For each line in the data below that holds "must", return a copy.

** Dataset follows **

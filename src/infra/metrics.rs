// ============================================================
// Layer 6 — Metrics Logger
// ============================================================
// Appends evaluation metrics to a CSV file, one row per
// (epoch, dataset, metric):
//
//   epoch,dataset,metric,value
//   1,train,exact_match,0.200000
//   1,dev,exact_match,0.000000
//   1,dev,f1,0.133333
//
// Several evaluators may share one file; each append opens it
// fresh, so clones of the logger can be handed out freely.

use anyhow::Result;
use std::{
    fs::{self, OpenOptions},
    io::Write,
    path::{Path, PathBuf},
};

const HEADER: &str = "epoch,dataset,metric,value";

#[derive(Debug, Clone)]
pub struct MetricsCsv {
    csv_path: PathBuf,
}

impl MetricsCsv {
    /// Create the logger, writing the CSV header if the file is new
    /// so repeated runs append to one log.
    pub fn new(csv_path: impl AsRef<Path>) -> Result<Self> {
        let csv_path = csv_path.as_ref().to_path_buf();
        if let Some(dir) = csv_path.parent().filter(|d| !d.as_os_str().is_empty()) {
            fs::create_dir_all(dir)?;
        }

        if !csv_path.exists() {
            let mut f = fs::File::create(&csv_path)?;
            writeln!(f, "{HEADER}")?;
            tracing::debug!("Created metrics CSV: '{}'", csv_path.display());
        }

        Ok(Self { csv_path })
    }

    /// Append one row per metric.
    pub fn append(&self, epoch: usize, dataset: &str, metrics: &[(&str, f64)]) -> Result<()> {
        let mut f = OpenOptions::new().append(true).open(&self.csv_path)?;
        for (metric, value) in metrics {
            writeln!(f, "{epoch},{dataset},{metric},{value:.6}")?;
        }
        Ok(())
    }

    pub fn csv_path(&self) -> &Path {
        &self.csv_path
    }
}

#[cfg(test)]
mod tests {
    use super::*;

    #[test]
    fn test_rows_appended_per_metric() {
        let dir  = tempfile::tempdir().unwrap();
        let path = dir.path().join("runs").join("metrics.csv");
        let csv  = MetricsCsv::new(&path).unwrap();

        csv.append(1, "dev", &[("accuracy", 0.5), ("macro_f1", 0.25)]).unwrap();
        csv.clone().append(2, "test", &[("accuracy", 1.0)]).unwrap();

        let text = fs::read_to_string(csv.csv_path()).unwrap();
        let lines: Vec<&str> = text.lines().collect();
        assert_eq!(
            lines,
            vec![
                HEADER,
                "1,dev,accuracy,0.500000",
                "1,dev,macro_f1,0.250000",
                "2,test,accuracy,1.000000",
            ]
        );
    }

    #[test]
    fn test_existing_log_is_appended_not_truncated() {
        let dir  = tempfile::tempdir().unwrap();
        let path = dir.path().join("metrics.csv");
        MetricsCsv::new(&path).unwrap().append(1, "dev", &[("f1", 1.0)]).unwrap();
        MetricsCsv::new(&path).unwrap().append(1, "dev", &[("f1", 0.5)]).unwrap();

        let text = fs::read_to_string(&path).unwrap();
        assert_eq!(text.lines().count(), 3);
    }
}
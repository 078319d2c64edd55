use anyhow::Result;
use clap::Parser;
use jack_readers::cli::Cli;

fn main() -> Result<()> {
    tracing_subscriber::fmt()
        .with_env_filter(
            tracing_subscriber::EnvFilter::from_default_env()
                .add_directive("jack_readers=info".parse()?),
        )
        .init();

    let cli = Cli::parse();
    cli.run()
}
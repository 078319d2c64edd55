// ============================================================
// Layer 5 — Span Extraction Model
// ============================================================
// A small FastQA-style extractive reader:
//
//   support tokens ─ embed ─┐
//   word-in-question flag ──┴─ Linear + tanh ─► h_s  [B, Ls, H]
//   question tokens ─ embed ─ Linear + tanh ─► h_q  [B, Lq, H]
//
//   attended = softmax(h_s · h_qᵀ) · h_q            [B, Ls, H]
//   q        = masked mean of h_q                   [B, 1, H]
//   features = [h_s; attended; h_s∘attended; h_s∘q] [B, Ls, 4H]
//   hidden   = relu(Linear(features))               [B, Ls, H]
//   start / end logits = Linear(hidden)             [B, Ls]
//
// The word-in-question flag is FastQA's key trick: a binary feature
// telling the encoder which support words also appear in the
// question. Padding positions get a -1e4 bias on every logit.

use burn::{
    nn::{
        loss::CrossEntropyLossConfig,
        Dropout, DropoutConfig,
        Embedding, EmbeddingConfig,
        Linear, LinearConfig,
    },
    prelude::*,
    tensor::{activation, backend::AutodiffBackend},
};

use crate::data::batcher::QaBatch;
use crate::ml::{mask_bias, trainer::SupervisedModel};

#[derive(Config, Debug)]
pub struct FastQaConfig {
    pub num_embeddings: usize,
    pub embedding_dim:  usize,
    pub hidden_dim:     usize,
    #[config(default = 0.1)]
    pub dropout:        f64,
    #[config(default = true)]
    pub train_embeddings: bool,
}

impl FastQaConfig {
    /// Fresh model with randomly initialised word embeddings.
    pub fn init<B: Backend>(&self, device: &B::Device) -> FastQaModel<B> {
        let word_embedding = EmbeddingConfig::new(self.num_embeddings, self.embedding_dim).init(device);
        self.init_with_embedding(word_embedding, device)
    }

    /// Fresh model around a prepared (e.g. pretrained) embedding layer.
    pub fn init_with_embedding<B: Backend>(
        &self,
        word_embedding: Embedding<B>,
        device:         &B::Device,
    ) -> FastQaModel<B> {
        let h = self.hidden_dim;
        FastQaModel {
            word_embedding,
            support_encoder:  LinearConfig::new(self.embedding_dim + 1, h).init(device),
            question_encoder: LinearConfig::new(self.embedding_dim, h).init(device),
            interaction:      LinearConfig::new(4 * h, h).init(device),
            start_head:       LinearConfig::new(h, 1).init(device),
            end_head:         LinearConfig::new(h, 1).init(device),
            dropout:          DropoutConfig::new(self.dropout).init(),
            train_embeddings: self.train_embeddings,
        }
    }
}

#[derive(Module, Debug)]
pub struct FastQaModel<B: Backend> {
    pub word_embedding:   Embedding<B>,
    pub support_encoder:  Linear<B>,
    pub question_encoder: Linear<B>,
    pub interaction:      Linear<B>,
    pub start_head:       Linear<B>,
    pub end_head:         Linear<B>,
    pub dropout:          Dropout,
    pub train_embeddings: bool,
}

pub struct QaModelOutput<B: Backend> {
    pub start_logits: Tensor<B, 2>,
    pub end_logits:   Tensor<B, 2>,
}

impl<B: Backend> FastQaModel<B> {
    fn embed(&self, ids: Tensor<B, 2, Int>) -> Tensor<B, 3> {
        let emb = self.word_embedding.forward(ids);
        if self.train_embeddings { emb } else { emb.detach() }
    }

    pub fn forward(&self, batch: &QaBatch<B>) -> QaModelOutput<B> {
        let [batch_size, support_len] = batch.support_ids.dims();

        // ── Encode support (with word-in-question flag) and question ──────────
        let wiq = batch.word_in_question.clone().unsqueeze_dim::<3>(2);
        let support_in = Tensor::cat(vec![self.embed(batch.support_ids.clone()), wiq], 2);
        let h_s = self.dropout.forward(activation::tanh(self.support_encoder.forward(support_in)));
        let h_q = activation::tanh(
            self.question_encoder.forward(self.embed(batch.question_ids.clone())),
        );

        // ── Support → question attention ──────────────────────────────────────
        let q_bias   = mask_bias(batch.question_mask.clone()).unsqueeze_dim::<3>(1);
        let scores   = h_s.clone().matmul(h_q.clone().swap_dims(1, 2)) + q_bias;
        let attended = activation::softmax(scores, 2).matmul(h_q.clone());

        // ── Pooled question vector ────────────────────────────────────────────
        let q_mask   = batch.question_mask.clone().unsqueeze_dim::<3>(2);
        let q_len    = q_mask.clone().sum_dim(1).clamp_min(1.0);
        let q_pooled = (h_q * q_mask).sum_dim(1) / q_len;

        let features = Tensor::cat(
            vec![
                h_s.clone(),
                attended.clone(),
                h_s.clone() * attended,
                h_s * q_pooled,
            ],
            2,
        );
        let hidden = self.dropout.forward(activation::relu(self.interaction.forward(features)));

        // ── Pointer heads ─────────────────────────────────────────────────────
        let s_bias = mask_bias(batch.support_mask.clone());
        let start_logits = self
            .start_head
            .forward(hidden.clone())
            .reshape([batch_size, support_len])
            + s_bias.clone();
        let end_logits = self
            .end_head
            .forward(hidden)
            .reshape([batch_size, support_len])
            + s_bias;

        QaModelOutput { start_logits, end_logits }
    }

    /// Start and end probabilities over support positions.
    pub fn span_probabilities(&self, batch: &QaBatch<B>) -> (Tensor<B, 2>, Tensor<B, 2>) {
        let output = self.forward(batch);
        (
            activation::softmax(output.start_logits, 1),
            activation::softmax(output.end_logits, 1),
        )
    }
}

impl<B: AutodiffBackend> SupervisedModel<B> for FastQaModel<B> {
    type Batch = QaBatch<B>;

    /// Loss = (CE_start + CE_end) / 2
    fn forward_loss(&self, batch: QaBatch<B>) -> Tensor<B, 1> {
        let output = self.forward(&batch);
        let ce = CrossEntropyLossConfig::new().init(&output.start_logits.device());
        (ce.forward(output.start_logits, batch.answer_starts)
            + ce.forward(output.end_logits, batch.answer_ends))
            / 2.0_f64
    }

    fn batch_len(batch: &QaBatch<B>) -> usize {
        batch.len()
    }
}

** End of Dataset **
** Dataset follows **

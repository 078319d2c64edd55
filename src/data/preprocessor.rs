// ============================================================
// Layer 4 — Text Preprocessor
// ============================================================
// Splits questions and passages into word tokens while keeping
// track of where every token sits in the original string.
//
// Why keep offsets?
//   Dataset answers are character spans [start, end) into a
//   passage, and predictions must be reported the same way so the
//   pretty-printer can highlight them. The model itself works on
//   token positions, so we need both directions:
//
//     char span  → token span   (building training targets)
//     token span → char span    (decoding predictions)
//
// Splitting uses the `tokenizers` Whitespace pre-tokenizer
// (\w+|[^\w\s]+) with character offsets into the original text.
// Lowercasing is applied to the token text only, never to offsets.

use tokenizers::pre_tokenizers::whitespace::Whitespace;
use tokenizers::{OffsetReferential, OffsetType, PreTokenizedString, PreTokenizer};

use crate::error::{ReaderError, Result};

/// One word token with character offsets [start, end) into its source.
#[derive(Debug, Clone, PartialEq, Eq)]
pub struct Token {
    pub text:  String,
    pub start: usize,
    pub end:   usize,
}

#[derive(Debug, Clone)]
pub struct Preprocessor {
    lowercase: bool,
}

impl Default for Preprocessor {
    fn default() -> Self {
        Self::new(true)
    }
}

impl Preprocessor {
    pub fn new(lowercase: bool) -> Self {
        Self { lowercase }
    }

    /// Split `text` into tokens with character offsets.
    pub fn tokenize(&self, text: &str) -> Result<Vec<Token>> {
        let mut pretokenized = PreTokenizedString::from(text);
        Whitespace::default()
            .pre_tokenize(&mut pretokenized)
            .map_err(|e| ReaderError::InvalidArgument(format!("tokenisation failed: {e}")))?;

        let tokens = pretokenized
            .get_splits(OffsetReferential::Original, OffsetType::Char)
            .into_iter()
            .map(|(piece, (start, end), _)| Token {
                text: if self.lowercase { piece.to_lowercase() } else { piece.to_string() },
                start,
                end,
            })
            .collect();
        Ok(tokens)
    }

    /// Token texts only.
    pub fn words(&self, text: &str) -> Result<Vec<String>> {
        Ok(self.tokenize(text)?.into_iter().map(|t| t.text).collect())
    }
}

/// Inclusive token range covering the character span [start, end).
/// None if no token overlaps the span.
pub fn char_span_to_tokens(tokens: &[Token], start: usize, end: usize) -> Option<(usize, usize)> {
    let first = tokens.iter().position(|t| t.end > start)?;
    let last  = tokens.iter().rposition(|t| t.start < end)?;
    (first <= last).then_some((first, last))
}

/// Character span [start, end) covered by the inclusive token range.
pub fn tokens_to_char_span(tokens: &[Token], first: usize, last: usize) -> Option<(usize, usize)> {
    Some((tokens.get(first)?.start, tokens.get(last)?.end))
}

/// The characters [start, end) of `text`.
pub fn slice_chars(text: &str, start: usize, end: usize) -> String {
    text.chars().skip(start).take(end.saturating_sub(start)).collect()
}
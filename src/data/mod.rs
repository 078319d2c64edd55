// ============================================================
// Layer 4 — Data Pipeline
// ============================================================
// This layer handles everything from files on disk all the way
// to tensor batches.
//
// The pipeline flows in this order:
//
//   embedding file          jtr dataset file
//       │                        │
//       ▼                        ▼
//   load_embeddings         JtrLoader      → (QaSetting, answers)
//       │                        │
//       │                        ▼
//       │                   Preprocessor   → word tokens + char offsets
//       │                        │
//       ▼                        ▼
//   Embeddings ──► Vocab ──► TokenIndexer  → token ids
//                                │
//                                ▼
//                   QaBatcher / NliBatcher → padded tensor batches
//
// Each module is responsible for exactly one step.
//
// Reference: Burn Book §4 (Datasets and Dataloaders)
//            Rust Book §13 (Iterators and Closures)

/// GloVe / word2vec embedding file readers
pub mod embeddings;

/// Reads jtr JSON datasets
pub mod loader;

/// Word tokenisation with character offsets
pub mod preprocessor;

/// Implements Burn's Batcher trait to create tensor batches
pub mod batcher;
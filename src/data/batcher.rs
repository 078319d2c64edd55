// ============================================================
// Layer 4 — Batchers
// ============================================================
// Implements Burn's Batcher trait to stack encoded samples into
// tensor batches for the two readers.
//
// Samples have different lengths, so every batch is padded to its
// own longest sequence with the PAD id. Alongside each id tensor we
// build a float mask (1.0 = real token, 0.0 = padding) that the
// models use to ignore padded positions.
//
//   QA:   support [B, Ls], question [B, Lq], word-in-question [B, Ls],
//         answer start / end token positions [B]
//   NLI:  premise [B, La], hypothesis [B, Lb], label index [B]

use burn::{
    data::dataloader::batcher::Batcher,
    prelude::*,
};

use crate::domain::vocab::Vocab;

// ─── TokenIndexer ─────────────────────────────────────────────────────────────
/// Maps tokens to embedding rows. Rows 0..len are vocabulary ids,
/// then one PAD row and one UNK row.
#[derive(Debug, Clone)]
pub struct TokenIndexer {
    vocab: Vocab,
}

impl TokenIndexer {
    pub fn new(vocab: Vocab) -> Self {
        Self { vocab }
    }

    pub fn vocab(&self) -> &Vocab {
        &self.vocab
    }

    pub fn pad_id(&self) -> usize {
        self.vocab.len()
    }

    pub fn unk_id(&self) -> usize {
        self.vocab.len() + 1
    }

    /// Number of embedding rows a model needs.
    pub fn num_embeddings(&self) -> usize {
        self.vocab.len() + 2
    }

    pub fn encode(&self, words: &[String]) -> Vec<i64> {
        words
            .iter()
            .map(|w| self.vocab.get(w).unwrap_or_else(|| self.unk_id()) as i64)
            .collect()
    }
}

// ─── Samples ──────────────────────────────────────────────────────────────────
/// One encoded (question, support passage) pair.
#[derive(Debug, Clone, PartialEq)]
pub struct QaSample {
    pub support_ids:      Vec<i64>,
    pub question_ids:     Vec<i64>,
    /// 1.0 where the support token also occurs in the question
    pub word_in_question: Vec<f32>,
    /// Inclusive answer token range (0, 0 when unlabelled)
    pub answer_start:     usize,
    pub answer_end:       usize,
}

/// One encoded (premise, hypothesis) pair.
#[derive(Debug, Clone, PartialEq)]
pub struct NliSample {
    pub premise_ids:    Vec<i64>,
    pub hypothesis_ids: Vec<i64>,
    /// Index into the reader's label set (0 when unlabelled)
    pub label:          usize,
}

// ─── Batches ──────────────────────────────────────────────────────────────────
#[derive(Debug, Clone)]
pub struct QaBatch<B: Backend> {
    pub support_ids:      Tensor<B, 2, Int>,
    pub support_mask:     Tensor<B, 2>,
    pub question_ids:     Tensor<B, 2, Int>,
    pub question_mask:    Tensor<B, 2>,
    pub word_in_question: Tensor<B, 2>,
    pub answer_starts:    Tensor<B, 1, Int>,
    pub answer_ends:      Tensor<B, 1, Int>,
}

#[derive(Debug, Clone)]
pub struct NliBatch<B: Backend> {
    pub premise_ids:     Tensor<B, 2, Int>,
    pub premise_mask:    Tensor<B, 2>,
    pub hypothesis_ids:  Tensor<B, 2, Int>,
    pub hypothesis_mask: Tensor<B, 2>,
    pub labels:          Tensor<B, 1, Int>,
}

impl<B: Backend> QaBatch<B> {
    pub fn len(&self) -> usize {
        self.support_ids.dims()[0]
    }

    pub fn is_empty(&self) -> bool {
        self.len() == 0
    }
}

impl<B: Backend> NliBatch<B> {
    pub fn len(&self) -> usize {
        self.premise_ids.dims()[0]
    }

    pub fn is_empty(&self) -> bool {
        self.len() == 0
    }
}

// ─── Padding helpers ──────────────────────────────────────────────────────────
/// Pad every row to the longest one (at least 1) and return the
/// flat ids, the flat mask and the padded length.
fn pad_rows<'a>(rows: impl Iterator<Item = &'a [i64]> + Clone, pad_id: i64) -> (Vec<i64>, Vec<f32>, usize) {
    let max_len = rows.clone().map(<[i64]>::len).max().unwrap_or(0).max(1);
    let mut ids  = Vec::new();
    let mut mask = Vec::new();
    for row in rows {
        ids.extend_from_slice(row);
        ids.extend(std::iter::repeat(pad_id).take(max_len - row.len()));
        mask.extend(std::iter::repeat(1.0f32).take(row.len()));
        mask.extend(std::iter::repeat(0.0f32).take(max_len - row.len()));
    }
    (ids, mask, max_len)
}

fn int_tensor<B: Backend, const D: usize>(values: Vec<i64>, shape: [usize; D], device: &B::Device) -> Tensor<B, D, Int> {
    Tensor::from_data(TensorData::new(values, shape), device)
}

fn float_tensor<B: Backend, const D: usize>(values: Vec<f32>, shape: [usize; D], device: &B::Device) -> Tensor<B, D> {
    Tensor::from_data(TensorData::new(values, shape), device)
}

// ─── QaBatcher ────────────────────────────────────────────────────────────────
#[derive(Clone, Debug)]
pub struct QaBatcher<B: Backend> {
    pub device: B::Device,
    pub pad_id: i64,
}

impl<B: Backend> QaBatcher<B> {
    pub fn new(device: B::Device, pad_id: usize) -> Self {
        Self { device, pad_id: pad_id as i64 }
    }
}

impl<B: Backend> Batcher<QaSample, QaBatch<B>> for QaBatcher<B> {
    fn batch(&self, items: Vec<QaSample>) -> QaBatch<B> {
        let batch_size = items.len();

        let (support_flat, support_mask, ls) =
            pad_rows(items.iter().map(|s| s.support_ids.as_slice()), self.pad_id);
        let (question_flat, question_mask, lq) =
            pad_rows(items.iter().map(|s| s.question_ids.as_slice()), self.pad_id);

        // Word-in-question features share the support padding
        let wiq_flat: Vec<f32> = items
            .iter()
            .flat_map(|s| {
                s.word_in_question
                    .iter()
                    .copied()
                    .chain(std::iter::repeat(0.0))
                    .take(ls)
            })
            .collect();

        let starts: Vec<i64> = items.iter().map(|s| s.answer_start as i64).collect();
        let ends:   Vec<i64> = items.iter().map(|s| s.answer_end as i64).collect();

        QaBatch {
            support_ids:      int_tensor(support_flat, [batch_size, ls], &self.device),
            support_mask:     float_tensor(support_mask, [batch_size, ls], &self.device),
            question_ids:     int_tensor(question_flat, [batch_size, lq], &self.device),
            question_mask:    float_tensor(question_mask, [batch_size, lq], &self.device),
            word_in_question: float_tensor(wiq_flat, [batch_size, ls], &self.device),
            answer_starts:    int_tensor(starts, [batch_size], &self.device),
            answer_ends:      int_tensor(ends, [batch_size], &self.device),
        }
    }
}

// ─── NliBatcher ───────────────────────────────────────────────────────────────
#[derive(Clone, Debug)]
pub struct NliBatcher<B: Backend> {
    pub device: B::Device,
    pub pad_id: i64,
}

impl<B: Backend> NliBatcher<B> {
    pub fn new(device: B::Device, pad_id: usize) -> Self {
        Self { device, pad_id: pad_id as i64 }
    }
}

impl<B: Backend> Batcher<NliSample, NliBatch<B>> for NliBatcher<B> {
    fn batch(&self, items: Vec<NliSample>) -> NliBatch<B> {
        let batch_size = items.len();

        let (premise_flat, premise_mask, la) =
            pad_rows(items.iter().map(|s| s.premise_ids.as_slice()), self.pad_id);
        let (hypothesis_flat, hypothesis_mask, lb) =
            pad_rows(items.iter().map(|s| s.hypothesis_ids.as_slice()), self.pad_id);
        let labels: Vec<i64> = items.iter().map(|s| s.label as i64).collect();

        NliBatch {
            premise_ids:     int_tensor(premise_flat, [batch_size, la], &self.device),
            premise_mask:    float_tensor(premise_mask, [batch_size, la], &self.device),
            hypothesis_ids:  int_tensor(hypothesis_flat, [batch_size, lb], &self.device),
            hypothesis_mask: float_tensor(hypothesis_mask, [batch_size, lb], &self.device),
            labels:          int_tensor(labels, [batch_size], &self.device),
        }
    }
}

** End of Dataset **
** Dataset follows **

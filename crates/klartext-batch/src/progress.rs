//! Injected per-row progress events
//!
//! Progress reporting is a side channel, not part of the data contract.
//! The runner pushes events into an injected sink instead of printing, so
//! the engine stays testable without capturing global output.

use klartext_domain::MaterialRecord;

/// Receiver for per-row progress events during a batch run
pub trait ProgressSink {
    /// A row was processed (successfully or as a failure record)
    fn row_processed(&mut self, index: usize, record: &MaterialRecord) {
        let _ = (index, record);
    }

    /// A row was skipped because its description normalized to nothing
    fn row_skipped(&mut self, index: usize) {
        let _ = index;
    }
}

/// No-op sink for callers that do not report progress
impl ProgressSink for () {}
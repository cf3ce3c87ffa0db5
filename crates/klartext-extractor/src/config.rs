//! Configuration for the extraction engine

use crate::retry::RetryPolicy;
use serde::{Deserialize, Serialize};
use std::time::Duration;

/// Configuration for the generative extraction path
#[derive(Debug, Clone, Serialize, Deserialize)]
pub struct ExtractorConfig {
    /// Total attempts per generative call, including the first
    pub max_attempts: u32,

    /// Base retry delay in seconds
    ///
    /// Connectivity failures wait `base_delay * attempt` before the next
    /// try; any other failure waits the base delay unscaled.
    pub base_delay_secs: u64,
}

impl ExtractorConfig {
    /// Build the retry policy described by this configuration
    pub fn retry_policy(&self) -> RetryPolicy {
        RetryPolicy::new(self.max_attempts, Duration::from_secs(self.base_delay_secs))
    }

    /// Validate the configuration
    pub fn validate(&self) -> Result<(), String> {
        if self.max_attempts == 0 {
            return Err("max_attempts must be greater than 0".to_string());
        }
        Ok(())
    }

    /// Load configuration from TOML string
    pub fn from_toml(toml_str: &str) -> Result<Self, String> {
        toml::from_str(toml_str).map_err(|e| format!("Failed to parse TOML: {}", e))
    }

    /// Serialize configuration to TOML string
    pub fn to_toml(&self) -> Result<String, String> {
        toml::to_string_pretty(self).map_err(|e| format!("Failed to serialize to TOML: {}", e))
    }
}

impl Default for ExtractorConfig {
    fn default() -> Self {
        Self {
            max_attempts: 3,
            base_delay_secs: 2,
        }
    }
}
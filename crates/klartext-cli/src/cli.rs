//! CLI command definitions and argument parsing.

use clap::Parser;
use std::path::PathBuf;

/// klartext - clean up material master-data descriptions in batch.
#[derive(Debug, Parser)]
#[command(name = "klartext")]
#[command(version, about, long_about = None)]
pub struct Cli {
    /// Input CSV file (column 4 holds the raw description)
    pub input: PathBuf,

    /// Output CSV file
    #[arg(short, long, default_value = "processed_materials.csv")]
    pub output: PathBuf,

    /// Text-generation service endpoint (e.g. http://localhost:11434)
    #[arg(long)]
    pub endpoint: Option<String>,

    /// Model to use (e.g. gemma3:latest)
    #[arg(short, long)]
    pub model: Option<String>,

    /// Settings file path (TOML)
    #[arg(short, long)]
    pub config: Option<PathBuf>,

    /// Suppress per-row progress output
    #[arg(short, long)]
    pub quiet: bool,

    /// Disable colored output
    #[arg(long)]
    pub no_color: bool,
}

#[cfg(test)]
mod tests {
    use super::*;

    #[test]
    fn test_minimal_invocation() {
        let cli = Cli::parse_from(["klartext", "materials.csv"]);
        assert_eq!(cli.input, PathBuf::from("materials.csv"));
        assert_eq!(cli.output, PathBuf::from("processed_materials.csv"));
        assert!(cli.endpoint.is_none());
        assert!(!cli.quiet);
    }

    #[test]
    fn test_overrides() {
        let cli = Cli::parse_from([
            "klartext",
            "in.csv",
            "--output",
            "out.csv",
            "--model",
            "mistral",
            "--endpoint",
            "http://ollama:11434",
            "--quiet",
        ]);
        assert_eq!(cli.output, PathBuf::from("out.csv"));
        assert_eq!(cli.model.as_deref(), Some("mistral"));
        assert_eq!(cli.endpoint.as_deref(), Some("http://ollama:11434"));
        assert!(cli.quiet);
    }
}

** End of Dataset **

**Reply to the task**
//   passage, and predictions must be reported the same way so the
            return Err("max_attempts must be greater than 0".to_string());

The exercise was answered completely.